“There Were No Bugs!”
A few weeks ago I was talking to an engineer who had led the team that designed and built a recently-released OKL4-based mobile phone. Among the technical details, one comment stuck in my mind: “There were no bugs,” he said, and his face had the expression of “… and I still find that hard to believe!”
This may sound incredible, but it’s true. Through the several years they worked with OKL4, they never triggered a bug in our code. Not a single one!
There are two observations that can be drawn from this.
Firstly this is clearly a compliment to our engineering team, reflecting well on our engineers, but also the maturity of our software process. If we release something, it works. Despite the rapid development the system has gone through, with significant changes to the API. You won’t find many companies which can do this. You need true world-class engineering.
The second is a reflection on the fundamental approach taken with OKL4: a small (well-designed) code base that minimises the part that executes in privileged mode. This is not only good for the robustness and security of the deployed code (the usual argument for a small trusted computing base). It’s also a massive help for our own software process: a bug in the privileged code can manifest itself anywhere, inside or outside the kernel. That’s part of the reason why kernel code is so much harder to debug than user-mode code. Keeping it small makes debugging easier, and thus increases engineering productivity, and overall product quality.

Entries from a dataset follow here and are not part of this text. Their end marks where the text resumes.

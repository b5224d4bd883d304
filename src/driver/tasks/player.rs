use super::message::*;
use crate::{
    constants::*,
    driver::{
        crypto::{Cipher, CryptoMode, CryptoState, TAG_SIZE},
        PlayerStatus,
        SharedState,
    },
    events::VoiceEvent,
    input::OpusStream,
    ConnectionStatus,
    Error,
};
use crypto_secretbox::Error as CryptoError;
use discortp::{
    discord::MutableKeepalivePacket,
    rtp::{MutableRtpPacket, RtpPacket},
    wrap::{Wrap16, Wrap32},
    MutablePacket,
};
use flume::{Receiver, Sender};
use std::{io::Error as IoError, sync::Arc};
use tokio::{
    net::UdpSocket,
    select,
    time::{interval, sleep_until, Instant, Interval},
};
use tracing::{trace, warn};

enum CycleError {
    Source(IoError),
    Crypto(CryptoError),
    Udp(IoError),
}

pub(crate) struct Player {
    rx: Receiver<PlayerMessage>,
    ws: Sender<WsMessage>,
    udp: Arc<UdpSocket>,

    cipher: Cipher,
    crypto_state: CryptoState,
    ssrc: u32,

    source: Option<OpusStream>,
    sequence: Wrap16,
    timestamp: Wrap32,

    packet: [u8; VOICE_PACKET_MAX],
    frame: [u8; OPUS_FRAME_SIZE],

    shared: Arc<SharedState>,
}

impl Player {
    #[allow(clippy::too_many_arguments)]
    fn new(
        rx: Receiver<PlayerMessage>,
        ws: Sender<WsMessage>,
        udp: Arc<UdpSocket>,
        cipher: Cipher,
        mode: CryptoMode,
        ssrc: u32,
        shared: Arc<SharedState>,
    ) -> Self {
        let mut packet = [0u8; VOICE_PACKET_MAX];

        let mut rtp = MutableRtpPacket::new(&mut packet[..])
            .expect("FATAL: Too few bytes in self.packet for RTP header.");
        rtp.set_version(RTP_VERSION);
        rtp.set_payload_type(RTP_PROFILE_TYPE);
        rtp.set_ssrc(ssrc);

        Self {
            rx,
            ws,
            udp,

            cipher,
            crypto_state: mode.into(),
            ssrc,

            source: None,
            sequence: 0.into(),
            timestamp: 0.into(),

            packet,
            frame: [0u8; OPUS_FRAME_SIZE],

            shared,
        }
    }

    async fn run(&mut self, interconnect: &mut Interconnect) {
        let mut ticker: Option<Interval> = None;
        let mut ka_time = Instant::now() + UDP_KEEPALIVE_GAP;

        let mut keepalive_bytes = [0u8; MutableKeepalivePacket::minimum_packet_size()];
        MutableKeepalivePacket::new(&mut keepalive_bytes[..])
            .expect("FATAL: Insufficient bytes given to keepalive packet.")
            .set_ssrc(self.ssrc);

        loop {
            select! {
                msg = self.rx.recv_async() => {
                    match msg {
                        Ok(PlayerMessage::Play(source)) => self.play(interconnect, source, &mut ticker),
                        Ok(PlayerMessage::Stop) => self.stop(interconnect, &mut ticker).await,
                        Ok(PlayerMessage::Pause) => self.pause(interconnect, &mut ticker),
                        Ok(PlayerMessage::Unpause) => self.unpause(interconnect, &mut ticker),
                        Ok(PlayerMessage::Poison) | Err(flume::RecvError::Disconnected) => break,
                    }
                },
                _ = async { ticker.as_mut().unwrap().tick().await }, if ticker.is_some() => {
                    match self.cycle().await {
                        Ok(true) => {},
                        Ok(false) => self.stop(interconnect, &mut ticker).await,
                        Err(CycleError::Source(e)) => {
                            warn!("Audio source read failed: {:?}.", e);
                            self.stop(interconnect, &mut ticker).await;
                        },
                        Err(CycleError::Crypto(e)) => {
                            interconnect.events.error(Error::Crypto(e));
                            self.stop(interconnect, &mut ticker).await;
                        },
                        Err(CycleError::Udp(e)) => {
                            drop(interconnect.core.send(CoreMessage::SignalUdpError(e)));
                            break;
                        },
                    }
                },
                () = sleep_until(ka_time) => {
                    trace!("Sending UDP Keepalive.");
                    if let Err(e) = self.udp.send(&keepalive_bytes[..]).await {
                        drop(interconnect.core.send(CoreMessage::SignalUdpError(e)));
                        break;
                    }
                    ka_time += UDP_KEEPALIVE_GAP;
                },
            }
        }

        // Dropped mid-play (destroy or transport death): no farewell frames,
        // but the player state must still settle on idle.
        self.set_state(interconnect, PlayerStatus::Idle);
    }

    /// Begins (or re-targets) playback.
    ///
    /// If a source is already installed, the new one simply replaces it and
    /// is picked up on the next frame boundary; counters, speaking state,
    /// and the tick cadence are untouched.
    fn play(
        &mut self,
        interconnect: &Interconnect,
        source: OpusStream,
        ticker: &mut Option<Interval>,
    ) {
        let was_active = self.source.replace(source).is_some();

        if was_active && self.shared.player() != PlayerStatus::Idle {
            return;
        }

        drop(self.ws.send(WsMessage::Speaking(true)));
        *ticker = Some(interval(TIMESTEP_LENGTH));
        self.set_state(interconnect, PlayerStatus::Playing);
    }

    async fn stop(&mut self, interconnect: &mut Interconnect, ticker: &mut Option<Interval>) {
        *ticker = None;
        // Dropping the stream releases the upstream producer.
        self.source = None;

        if self.shared.player() != PlayerStatus::Idle {
            if let Err(e) = self.udp.send(&SILENT_FRAME[..]).await {
                drop(interconnect.core.send(CoreMessage::SignalUdpError(e)));
            }
            drop(self.ws.send(WsMessage::Speaking(false)));
            self.set_state(interconnect, PlayerStatus::Idle);
        }
    }

    fn pause(&mut self, interconnect: &Interconnect, ticker: &mut Option<Interval>) {
        if self.shared.player() == PlayerStatus::Playing {
            *ticker = None;
            drop(self.ws.send(WsMessage::Speaking(false)));
            self.set_state(interconnect, PlayerStatus::Paused);
        }
    }

    fn unpause(&mut self, interconnect: &Interconnect, ticker: &mut Option<Interval>) {
        if self.shared.player() == PlayerStatus::Paused && self.source.is_some() {
            drop(self.ws.send(WsMessage::Speaking(true)));
            *ticker = Some(interval(TIMESTEP_LENGTH));
            self.set_state(interconnect, PlayerStatus::Playing);
        }
    }

    /// Reads, stamps, encrypts, and transmits one frame.
    ///
    /// Returns `Ok(false)` once the source is exhausted or the connection
    /// is no longer ready for audio.
    async fn cycle(&mut self) -> Result<bool, CycleError> {
        if self.shared.status() != ConnectionStatus::Ready {
            return Ok(false);
        }

        let Some(source) = self.source.as_mut() else {
            return Ok(false);
        };

        match source.read_frame(&mut self.frame).await {
            Ok(true) => {},
            Ok(false) => return Ok(false),
            Err(e) => return Err(CycleError::Source(e)),
        }

        let index = {
            let mut rtp = MutableRtpPacket::new(&mut self.packet[..])
                .expect("FATAL: Too few bytes in self.packet for RTP header.");

            rtp.set_sequence(self.sequence);
            rtp.set_timestamp(self.timestamp);

            let payload = rtp.payload_mut();
            payload[TAG_SIZE..TAG_SIZE + OPUS_FRAME_SIZE].copy_from_slice(&self.frame[..]);

            let final_payload_size = self
                .crypto_state
                .write_packet_nonce(&mut rtp, TAG_SIZE + OPUS_FRAME_SIZE);

            self.crypto_state
                .kind()
                .encrypt_in_place(&mut rtp, &self.cipher, final_payload_size)
                .map_err(CycleError::Crypto)?;

            RtpPacket::minimum_packet_size() + final_payload_size
        };

        self.udp
            .send(&self.packet[..index])
            .await
            .map_err(CycleError::Udp)?;

        self.sequence += 1;
        self.timestamp += TIMESTAMP_STEP;

        Ok(true)
    }

    fn set_state(&self, interconnect: &Interconnect, new: PlayerStatus) {
        let old = self.shared.swap_player(new);
        if old != new {
            interconnect
                .events
                .fire(VoiceEvent::PlayerStateChange { old, new });
        }
    }
}

#[allow(clippy::too_many_arguments)]
pub(crate) async fn runner(
    mut interconnect: Interconnect,
    rx: Receiver<PlayerMessage>,
    ws: Sender<WsMessage>,
    udp: Arc<UdpSocket>,
    cipher: Cipher,
    mode: CryptoMode,
    ssrc: u32,
    shared: Arc<SharedState>,
) {
    trace!("Player started.");

    let mut player = Player::new(rx, ws, udp, cipher, mode, ssrc, shared);
    player.run(&mut interconnect).await;

    trace!("Player finished.");
}
use crate::{
    error::{JoinError, JoinResult},
    handler::Call,
    id::{GuildId, UserId},
    speakers::{SpeakStream, SpeakerRegistry},
    Config,
};
use dashmap::DashMap;
use parking_lot::RwLock as PRwLock;
use std::sync::Arc;
use tokio::sync::Mutex;

type CallKey = (UserId, GuildId);
type CallMap = Arc<DashMap<CallKey, Arc<Mutex<Call>>>>;

/// Removes one call's registry entry when it is destroyed, regardless of
/// which side (handle or driver) initiated the teardown.
pub(crate) struct RegistryHandle {
    calls: CallMap,
    key: CallKey,
}

impl RegistryHandle {
    pub(crate) fn remove(&self) {
        self.calls.remove(&self.key);
    }
}

/// The root voice context: owns every [`Call`] and the shared table of
/// remote speakers.
///
/// One of these per process (or per test) is expected; nothing in the
/// crate is a true global, so independent instances stay independent.
pub struct Voice {
    calls: CallMap,
    speakers: Arc<SpeakerRegistry>,
    config: PRwLock<Config>,
}

impl Voice {
    /// Creates a voice context with default configuration.
    #[must_use]
    pub fn new() -> Self {
        Self::from_config(Config::default())
    }

    /// Creates a voice context using the given configuration for every
    /// call it makes.
    #[must_use]
    pub fn from_config(config: Config) -> Self {
        Self {
            calls: Arc::new(DashMap::new()),
            speakers: Arc::new(SpeakerRegistry::default()),
            config: PRwLock::new(config),
        }
    }

    /// Sets the configuration used by calls created after this point.
    pub fn set_config(&self, new_config: Config) {
        let mut config = self.config.write();
        *config = new_config;
    }

    /// Retrieves the [`Call`] for the given user in the given guild, if
    /// one is registered.
    pub fn get<U, G>(&self, user_id: U, guild_id: G) -> Option<Arc<Mutex<Call>>>
    where
        U: Into<UserId>,
        G: Into<GuildId>,
    {
        self.calls
            .get(&(user_id.into(), guild_id.into()))
            .map(|entry| Arc::clone(&entry))
    }

    /// Registers (or retrieves) a call for the given user and guild.
    ///
    /// The call starts disconnected; it connects once
    /// [`voice_state_update`] and [`voice_server_update`] have both
    /// delivered their halves of the join.
    ///
    /// [`voice_state_update`]: Voice::voice_state_update
    /// [`voice_server_update`]: Voice::voice_server_update
    pub fn join_voice_channel<U, G>(&self, user_id: U, guild_id: G) -> Arc<Mutex<Call>>
    where
        U: Into<UserId>,
        G: Into<GuildId>,
    {
        let key = (user_id.into(), guild_id.into());

        self.calls
            .entry(key)
            .or_insert_with(|| {
                let call = Call::new(
                    key.1,
                    key.0,
                    self.config.read().clone(),
                    Arc::clone(&self.speakers),
                    Some(RegistryHandle {
                        calls: Arc::clone(&self.calls),
                        key,
                    }),
                );

                Arc::new(Mutex::new(call))
            })
            .clone()
    }

    /// Forwards the session half of a join from the parent gateway.
    pub async fn voice_state_update<U, G>(&self, user_id: U, guild_id: G, session_id: String)
    where
        U: Into<UserId>,
        G: Into<GuildId>,
    {
        if let Some(call) = self.get(user_id, guild_id) {
            call.lock().await.update_state(session_id);
        }
    }

    /// Forwards the server half of a join from the parent gateway.
    pub async fn voice_server_update<U, G>(
        &self,
        user_id: U,
        guild_id: G,
        token: String,
        endpoint: String,
    ) where
        U: Into<UserId>,
        G: Into<GuildId>,
    {
        if let Some(call) = self.get(user_id, guild_id) {
            call.lock().await.update_server(endpoint, token);
        }
    }

    /// A remote speaker's live stream, while they are speaking.
    pub fn get_speak_stream(&self, ssrc: u32) -> Option<SpeakStream> {
        self.speakers.get(ssrc)
    }

    /// Destroys the call for the given user and guild and removes it from
    /// the registry.
    pub async fn destroy<U, G>(&self, user_id: U, guild_id: G) -> JoinResult<()>
    where
        U: Into<UserId>,
        G: Into<GuildId>,
    {
        let key = (user_id.into(), guild_id.into());

        if let Some((_, call)) = self.calls.remove(&key) {
            call.lock().await.destroy();
            Ok(())
        } else {
            Err(JoinError::NoCall)
        }
    }
}

impl Default for Voice {
    fn default() -> Self {
        Self::new()
    }
}

#[cfg(test)]
mod test {
    use super::*;

    #[tokio::test]
    async fn one_call_per_user_guild_pair() {
        let voice = Voice::new();

        let a = voice.join_voice_channel(1u64, 10u64);
        let b = voice.join_voice_channel(1u64, 10u64);
        let c = voice.join_voice_channel(2u64, 10u64);

        assert!(Arc::ptr_eq(&a, &b));
        assert!(!Arc::ptr_eq(&a, &c));
    }

    #[tokio::test]
    async fn destroy_removes_registration() {
        let voice = Voice::new();

        voice.join_voice_channel(1u64, 10u64);
        assert!(voice.get(1u64, 10u64).is_some());

        voice.destroy(1u64, 10u64).await.unwrap();
        assert!(voice.get(1u64, 10u64).is_none());

        assert!(matches!(
            voice.destroy(1u64, 10u64).await,
            Err(JoinError::NoCall)
        ));
    }

    #[tokio::test]
    async fn updates_for_unknown_calls_are_ignored() {
        let voice = Voice::new();

        voice.voice_state_update(1u64, 10u64, "sess".into()).await;
        voice
            .voice_server_update(1u64, 10u64, "tok".into(), "endpoint.example".into())
            .await;

        assert!(voice.get(1u64, 10u64).is_none());
    }

    #[tokio::test]
    async fn updates_accumulate_on_registered_call() {
        let voice = Voice::new();
        let call = voice.join_voice_channel(1u64, 10u64);

        voice.voice_state_update(1u64, 10u64, "sess".into()).await;
        assert!(call.lock().await.current_connection().is_none());

        voice
            .voice_server_update(1u64, 10u64, "tok".into(), "endpoint.example".into())
            .await;

        let info = call
            .lock()
            .await
            .current_connection()
            .expect("both halves have arrived");
        assert_eq!(info.session_id, "sess");
        assert_eq!(info.guild_id, GuildId(10));
        assert_eq!(info.user_id, UserId(1));
    }
}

Of course, assembler code is even harder to debug than the same number of lines of C code. Which is the reason that we are constantly reducing the amount of assembler code in the kernel, without sacrificing performance. Compare that to products which proudly state that their kernel is completely written in assembler. Imagine how expensive and error-prone it is for them to change anything in the system? They’ll find it hard to react to customer requirements.